The second aspect of Israel living devotedly and obediently to the LORD concerned sexual relations. This section on physical human intimacy is prefaced by the statement that defines it grounding: “Speak to the people of Israel and say to them, I am the LORD your God.” (Leviticus 18:2). The instructions on sexual relations are rooted in the nature and character of the God whom they belonged to. Physical human intimacy is not ultimately defined merely by human consent, but by the holy standard of God Himself. The parameters stated in Leviticus 18 are not arbitrary, but timeless expressions of God’s will for human physical intimacy solely within the boundaries of the marital covenant: “Therefore a man shall leave his father and his mother and hold fast to his wife, and they shall become one flesh. And the man and his wife were both naked and were not ashamed.” (Genesis 2:24-25). Any other sexual arrangement between a man and a woman was forbidden: “None of you shall approach any one of his close relatives to uncover nakedness. I am the LORD.” (Leviticus 18:6). The expression, “to uncover nakedness” used throughout this section was euphemism that referred to sexual relations. It is interesting to note that when the conversation shifts from heterosexual relations to same sex relations the euphemism was not used and the encounter was described differently: “You shall not lie with a male as with a woman; it is an abomination.” (Leviticus 18:22). While all sexual relations, outside of the marriage covenant are forbidden, the shift in language for same sex relationship signals an very different kind of wrongdoing. Same sex activity went beyond the mere “to uncover nakedness” violation, and were not according to natural physical design: “For their women exchanged natural relations for those that are contrary to nature; and the men likewise gave up natural relations with women and were consumed with passion for one another, men committing shameless acts with men” (Romans 1:26-27).

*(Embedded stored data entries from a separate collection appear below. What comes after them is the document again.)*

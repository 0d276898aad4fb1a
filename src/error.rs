use ariadne::{Color, Fmt, Label, Report, ReportKind, Source};
use std::fmt;

/// 1-based source location of a lexeme or construct. `width` is measured
/// in characters on a single line.
#[derive(Debug, Clone, Copy, PartialEq, Eq)]
pub struct Span {
    pub line: usize,
    pub column: usize,
    pub width: usize,
}

impl Span {
    pub fn new(line: usize, column: usize, width: usize) -> Self {
        Self {
            line,
            column,
            width,
        }
    }

    /// Combines this span with a later one on the same line into a single
    /// span covering both. Spans on different lines keep the starting span.
    pub fn to(self, end: Span) -> Span {
        if self.line == end.line && end.column + end.width > self.column {
            Span::new(self.line, self.column, end.column + end.width - self.column)
        } else {
            self
        }
    }

    fn byte_range(&self, source: &str) -> std::ops::Range<usize> {
        let mut start_of_line = 0;
        for (index, text) in source.lines().enumerate() {
            if index + 1 == self.line {
                let mut start = start_of_line;
                let mut chars = text.chars();
                for _ in 1..self.column {
                    match chars.next() {
                        Some(c) => start += c.len_utf8(),
                        None => break,
                    }
                }
                let mut end = start;
                for _ in 0..self.width {
                    match chars.next() {
                        Some(c) => end += c.len_utf8(),
                        None => break,
                    }
                }
                if end == start {
                    end = (start + 1).min(source.len()).max(start);
                }
                return start..end;
            }
            start_of_line += text.len() + 1;
        }
        source.len()..source.len()
    }
}

#[derive(Debug, Clone, Copy, PartialEq, Eq)]
pub enum ErrorKind {
    // Scanning
    UnmatchedLexeme,
    // Parsing
    UnexpectedToken,
    MismatchedParenthesis,
    InvalidStatement,
    InvalidAssignment,
    InvalidLoop,
    InvalidIfStatement,
    // Interpretation
    UndefinedVariable,
    IllegalOperator,
    DivisionByZero,
}

impl ErrorKind {
    fn stage(&self) -> (&'static str, Color) {
        match self {
            ErrorKind::UnmatchedLexeme => ("Lexical Error", Color::Red),
            ErrorKind::UnexpectedToken
            | ErrorKind::MismatchedParenthesis
            | ErrorKind::InvalidStatement
            | ErrorKind::InvalidAssignment
            | ErrorKind::InvalidLoop
            | ErrorKind::InvalidIfStatement => ("Parse Error", Color::Yellow),
            ErrorKind::UndefinedVariable
            | ErrorKind::IllegalOperator
            | ErrorKind::DivisionByZero => ("Runtime Error", Color::Magenta),
        }
    }
}

#[derive(Debug, Clone)]
pub struct BasicError {
    pub kind: ErrorKind,
    pub span: Span,
    pub message: String,
    pub help: Option<String>,
}

impl BasicError {
    pub fn new(kind: ErrorKind, span: Span, message: String) -> Self {
        Self {
            kind,
            span,
            message,
            help: None,
        }
    }

    pub fn with_help(kind: ErrorKind, span: Span, message: String, help: String) -> Self {
        Self {
            kind,
            span,
            message,
            help: Some(help),
        }
    }

    pub fn report(&self, source: &str, filename: Option<&str>) {
        let filename = filename.unwrap_or("<stdin>");
        let (kind_str, color) = self.kind.stage();
        let range = self.span.byte_range(source);

        let mut builder = Report::build(ReportKind::Error, filename, range.start)
            .with_message(format!("{}: {}", kind_str.fg(color), self.message))
            .with_label(
                Label::new((filename, range))
                    .with_message(&self.message)
                    .with_color(color),
            );

        if let Some(ref help_text) = self.help {
            builder = builder.with_note(format!("{}: {}", "help".fg(Color::Cyan), help_text));
        }

        builder
            .finish()
            .print((filename, Source::from(source)))
            .unwrap();
    }
}

impl fmt::Display for BasicError {
    fn fmt(&self, f: &mut fmt::Formatter) -> fmt::Result {
        write!(
            f,
            "{} Ln:{} Col:{}",
            self.message, self.span.line, self.span.column
        )
    }
}

impl std::error::Error for BasicError {}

Israel was to live by the standards established for them by the LORD: “You shall therefore keep my statutes and my rules; if a person does them, he shall live by them: I am the LORD.” (Leviticus 18:5). Such moral purity grew out of their relationship to and worship of the LORD. The New Covenant provides clarity for us by stating the same kind of standards for sexual moral purity: “Flee from sexual immorality. Every other sin a person commits is outside the body, but the sexually immoral person sins against his own body. Or do you not know that your body is a temple of the Holy Spirit within you, whom you have from God? You are not your own, for you were bought with a price. So glorify God in your body.” (1 Corinthians 6:18-20). God’s redeemed people have been called and enabled to seek sexual purity.

What struck you in today’s reading? What questions were prompted from today’s reading?